» **EXERCISE DETAILS**
The entries below contain a line with "pub const DONE: u16 = 3;" and a line with "pub const NLM_F_CREATE: u16 = 0x400;". Quote exactly those two lines and all lines between them.

(Dataset records)
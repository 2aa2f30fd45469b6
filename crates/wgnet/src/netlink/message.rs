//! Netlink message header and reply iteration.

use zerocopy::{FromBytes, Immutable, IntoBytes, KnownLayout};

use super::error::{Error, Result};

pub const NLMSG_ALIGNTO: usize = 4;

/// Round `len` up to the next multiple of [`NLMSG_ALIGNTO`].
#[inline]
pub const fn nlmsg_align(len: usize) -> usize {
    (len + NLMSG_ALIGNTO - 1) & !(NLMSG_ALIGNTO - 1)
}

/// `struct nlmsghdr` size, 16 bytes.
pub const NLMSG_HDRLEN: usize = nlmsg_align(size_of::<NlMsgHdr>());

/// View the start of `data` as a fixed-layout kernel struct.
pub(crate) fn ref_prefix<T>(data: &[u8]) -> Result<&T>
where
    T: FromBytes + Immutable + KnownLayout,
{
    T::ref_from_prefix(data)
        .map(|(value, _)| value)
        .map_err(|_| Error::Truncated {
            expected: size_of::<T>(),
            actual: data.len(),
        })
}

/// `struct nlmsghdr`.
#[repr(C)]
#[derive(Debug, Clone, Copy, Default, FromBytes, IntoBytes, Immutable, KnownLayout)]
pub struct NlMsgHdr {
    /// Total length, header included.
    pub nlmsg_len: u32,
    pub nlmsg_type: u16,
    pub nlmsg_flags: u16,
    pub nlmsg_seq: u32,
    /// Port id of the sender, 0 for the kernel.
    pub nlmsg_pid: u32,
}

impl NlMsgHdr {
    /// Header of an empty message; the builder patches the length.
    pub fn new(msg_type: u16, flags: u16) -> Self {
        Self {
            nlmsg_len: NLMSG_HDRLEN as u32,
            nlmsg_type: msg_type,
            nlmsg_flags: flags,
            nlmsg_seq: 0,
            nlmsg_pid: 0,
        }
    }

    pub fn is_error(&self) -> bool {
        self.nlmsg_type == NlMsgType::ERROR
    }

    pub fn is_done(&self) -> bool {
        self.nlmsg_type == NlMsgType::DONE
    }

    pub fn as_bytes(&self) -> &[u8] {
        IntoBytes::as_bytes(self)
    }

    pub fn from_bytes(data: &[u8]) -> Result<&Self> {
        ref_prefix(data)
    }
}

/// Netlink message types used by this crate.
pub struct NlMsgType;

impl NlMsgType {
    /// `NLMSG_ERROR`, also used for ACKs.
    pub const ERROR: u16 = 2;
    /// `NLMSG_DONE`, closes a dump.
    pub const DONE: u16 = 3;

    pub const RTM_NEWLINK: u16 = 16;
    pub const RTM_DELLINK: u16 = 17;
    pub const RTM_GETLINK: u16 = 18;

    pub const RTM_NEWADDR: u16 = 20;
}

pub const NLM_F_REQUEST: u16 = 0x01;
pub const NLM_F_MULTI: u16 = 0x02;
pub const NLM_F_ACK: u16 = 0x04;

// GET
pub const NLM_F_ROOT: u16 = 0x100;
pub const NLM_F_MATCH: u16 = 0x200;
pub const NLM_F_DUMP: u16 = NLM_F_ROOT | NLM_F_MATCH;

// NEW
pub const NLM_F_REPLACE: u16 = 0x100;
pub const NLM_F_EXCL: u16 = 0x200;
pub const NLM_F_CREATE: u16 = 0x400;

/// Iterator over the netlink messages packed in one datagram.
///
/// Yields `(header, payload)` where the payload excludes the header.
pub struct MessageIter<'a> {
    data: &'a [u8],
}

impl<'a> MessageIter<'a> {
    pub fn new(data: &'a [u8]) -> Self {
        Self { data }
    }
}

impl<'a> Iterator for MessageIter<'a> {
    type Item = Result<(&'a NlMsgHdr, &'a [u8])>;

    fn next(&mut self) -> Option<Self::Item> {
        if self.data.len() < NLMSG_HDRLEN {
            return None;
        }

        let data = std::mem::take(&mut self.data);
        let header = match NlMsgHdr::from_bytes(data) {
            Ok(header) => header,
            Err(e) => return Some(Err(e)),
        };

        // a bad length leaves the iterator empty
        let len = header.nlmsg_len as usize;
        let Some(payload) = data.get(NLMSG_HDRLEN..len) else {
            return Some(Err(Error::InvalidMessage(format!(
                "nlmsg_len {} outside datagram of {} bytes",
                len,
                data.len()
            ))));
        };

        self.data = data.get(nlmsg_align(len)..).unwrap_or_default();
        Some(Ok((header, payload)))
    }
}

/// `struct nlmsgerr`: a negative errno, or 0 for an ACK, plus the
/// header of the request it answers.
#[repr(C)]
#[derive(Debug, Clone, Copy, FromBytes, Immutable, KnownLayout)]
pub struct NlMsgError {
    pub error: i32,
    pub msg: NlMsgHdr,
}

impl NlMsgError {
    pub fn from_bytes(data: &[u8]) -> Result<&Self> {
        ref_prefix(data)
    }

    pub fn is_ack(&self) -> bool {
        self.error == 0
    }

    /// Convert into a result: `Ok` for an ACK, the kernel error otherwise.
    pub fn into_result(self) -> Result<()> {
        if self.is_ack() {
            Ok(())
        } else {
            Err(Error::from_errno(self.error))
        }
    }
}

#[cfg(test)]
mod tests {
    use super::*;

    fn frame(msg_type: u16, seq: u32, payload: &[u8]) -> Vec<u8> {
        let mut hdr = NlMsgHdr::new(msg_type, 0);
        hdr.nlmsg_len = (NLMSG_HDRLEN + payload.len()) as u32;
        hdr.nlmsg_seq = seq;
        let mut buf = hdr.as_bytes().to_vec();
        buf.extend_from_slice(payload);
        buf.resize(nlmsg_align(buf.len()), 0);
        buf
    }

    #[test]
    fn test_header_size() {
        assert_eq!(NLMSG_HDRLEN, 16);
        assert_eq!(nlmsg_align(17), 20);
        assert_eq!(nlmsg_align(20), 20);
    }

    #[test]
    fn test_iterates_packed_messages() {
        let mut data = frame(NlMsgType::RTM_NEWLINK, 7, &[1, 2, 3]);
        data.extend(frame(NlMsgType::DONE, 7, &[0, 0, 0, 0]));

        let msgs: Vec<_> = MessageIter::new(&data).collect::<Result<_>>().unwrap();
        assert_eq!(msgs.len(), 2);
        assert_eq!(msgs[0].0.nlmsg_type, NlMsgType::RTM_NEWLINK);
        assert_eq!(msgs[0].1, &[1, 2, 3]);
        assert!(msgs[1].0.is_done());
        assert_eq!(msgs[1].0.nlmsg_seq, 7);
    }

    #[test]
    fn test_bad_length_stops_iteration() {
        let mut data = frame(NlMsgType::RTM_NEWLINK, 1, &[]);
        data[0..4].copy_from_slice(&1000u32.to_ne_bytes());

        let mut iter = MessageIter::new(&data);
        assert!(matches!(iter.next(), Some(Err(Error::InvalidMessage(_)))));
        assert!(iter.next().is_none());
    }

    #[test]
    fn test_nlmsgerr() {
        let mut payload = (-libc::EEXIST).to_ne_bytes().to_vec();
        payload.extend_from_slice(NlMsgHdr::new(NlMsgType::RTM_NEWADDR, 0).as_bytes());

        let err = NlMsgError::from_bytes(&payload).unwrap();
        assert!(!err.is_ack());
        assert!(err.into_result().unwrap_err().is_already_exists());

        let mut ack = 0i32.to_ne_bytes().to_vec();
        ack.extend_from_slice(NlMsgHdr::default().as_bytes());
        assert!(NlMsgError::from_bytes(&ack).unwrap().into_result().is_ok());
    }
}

* * *

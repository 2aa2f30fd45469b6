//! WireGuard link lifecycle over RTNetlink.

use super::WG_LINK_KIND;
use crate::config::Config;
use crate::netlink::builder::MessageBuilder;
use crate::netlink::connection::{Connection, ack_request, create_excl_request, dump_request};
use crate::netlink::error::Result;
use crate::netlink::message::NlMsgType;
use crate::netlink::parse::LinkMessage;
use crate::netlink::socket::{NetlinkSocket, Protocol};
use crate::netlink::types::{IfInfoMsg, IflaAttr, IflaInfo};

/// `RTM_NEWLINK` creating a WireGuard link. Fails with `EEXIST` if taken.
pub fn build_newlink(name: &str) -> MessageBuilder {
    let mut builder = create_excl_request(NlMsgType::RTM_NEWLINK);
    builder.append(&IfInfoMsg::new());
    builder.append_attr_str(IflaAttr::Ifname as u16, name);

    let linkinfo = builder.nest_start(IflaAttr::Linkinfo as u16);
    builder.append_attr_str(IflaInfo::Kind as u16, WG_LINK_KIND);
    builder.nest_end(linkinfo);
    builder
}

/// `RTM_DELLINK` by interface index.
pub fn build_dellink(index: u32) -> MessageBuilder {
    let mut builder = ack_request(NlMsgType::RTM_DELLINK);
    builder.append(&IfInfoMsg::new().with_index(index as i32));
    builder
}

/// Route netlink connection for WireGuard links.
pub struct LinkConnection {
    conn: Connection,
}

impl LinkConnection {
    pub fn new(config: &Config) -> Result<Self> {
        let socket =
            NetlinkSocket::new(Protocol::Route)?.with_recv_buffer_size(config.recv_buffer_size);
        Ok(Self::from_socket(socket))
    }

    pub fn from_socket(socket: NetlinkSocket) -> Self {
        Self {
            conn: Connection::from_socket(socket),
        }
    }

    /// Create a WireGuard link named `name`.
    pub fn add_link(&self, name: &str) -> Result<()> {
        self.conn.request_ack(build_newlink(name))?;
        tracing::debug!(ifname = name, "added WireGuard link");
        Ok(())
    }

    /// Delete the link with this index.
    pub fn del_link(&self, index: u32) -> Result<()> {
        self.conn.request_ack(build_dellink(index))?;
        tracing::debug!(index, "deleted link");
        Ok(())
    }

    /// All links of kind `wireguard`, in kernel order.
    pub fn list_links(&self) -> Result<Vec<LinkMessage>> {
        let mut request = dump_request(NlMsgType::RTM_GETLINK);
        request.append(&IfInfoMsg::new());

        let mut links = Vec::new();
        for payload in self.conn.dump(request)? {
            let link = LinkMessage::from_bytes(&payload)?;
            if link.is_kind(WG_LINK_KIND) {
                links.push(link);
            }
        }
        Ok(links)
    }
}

--

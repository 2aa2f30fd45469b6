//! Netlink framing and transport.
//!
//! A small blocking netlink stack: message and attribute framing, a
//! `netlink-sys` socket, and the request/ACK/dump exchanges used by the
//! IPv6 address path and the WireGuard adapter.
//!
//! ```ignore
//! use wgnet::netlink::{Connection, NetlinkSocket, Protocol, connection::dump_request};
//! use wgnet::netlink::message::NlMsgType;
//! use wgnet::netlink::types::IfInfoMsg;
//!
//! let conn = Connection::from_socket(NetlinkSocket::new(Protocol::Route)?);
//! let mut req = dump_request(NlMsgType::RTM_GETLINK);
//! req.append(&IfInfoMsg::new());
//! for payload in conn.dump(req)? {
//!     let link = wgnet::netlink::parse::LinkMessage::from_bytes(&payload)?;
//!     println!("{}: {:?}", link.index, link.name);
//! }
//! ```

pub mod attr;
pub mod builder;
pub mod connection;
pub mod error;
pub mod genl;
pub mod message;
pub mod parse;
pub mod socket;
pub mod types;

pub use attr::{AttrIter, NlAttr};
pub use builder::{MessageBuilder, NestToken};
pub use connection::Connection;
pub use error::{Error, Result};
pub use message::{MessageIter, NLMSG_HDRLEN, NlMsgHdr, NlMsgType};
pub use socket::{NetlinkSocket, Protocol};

» **ANSWER TO THE PROBLEM**
    pub const DONE: u16 = 3;

    pub const RTM_NEWLINK: u16 = 16;
    pub const RTM_DELLINK: u16 = 17;
    pub const RTM_GETLINK: u16 = 18;

    pub const RTM_NEWADDR: u16 = 20;
}

pub const NLM_F_REQUEST: u16 = 0x01;
pub const NLM_F_MULTI: u16 = 0x02;
pub const NLM_F_ACK: u16 = 0x04;

// GET
pub const NLM_F_ROOT: u16 = 0x100;
pub const NLM_F_MATCH: u16 = 0x200;
pub const NLM_F_DUMP: u16 = NLM_F_ROOT | NLM_F_MATCH;

// NEW
pub const NLM_F_REPLACE: u16 = 0x100;
pub const NLM_F_EXCL: u16 = 0x200;
pub const NLM_F_CREATE: u16 = 0x400;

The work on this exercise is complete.